## DIRECTIONS FOR THIS TASK
Only one stretch of the records below should be repeated. It starts with the line containing "pub fn cosine_similarity(a: &[f32], b: &[f32])" and goes on through the line containing "than the query.", exactly as written.

========

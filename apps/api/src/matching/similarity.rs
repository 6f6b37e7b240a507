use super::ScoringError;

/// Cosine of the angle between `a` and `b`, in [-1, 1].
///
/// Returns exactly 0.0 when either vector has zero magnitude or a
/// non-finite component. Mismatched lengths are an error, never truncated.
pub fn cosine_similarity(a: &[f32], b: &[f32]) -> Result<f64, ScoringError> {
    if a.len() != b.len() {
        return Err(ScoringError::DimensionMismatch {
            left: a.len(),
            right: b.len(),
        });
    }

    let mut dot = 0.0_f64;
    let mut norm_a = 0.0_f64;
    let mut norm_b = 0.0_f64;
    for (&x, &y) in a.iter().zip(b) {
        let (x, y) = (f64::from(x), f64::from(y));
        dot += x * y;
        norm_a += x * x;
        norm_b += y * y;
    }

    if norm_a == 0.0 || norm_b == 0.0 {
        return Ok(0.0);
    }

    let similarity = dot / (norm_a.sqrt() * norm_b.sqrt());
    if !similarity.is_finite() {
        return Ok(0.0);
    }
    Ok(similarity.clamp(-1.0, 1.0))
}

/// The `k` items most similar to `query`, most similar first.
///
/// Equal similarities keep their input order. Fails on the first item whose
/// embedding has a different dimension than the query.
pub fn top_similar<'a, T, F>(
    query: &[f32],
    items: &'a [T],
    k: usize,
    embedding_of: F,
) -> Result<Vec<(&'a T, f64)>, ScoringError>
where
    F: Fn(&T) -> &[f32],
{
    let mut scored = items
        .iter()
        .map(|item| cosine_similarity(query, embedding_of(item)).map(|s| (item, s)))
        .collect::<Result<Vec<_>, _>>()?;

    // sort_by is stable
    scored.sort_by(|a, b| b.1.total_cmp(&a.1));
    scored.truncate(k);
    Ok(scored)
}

========

## TASK ANSWER
pub fn cosine_similarity(a: &[f32], b: &[f32]) -> Result<f64, ScoringError> {
    if a.len() != b.len() {
        return Err(ScoringError::DimensionMismatch {
            left: a.len(),
            right: b.len(),
        });
    }

    let mut dot = 0.0_f64;
    let mut norm_a = 0.0_f64;
    let mut norm_b = 0.0_f64;
    for (&x, &y) in a.iter().zip(b) {
        let (x, y) = (f64::from(x), f64::from(y));
        dot += x * y;
        norm_a += x * x;
        norm_b += y * y;
    }

    if norm_a == 0.0 || norm_b == 0.0 {
        return Ok(0.0);
    }

    let similarity = dot / (norm_a.sqrt() * norm_b.sqrt());
    if !similarity.is_finite() {
        return Ok(0.0);
    }
    Ok(similarity.clamp(-1.0, 1.0))
}

/// The `k` items most similar to `query`, most similar first.
///
/// Equal similarities keep their input order. Fails on the first item whose
/// embedding has a different dimension than the query.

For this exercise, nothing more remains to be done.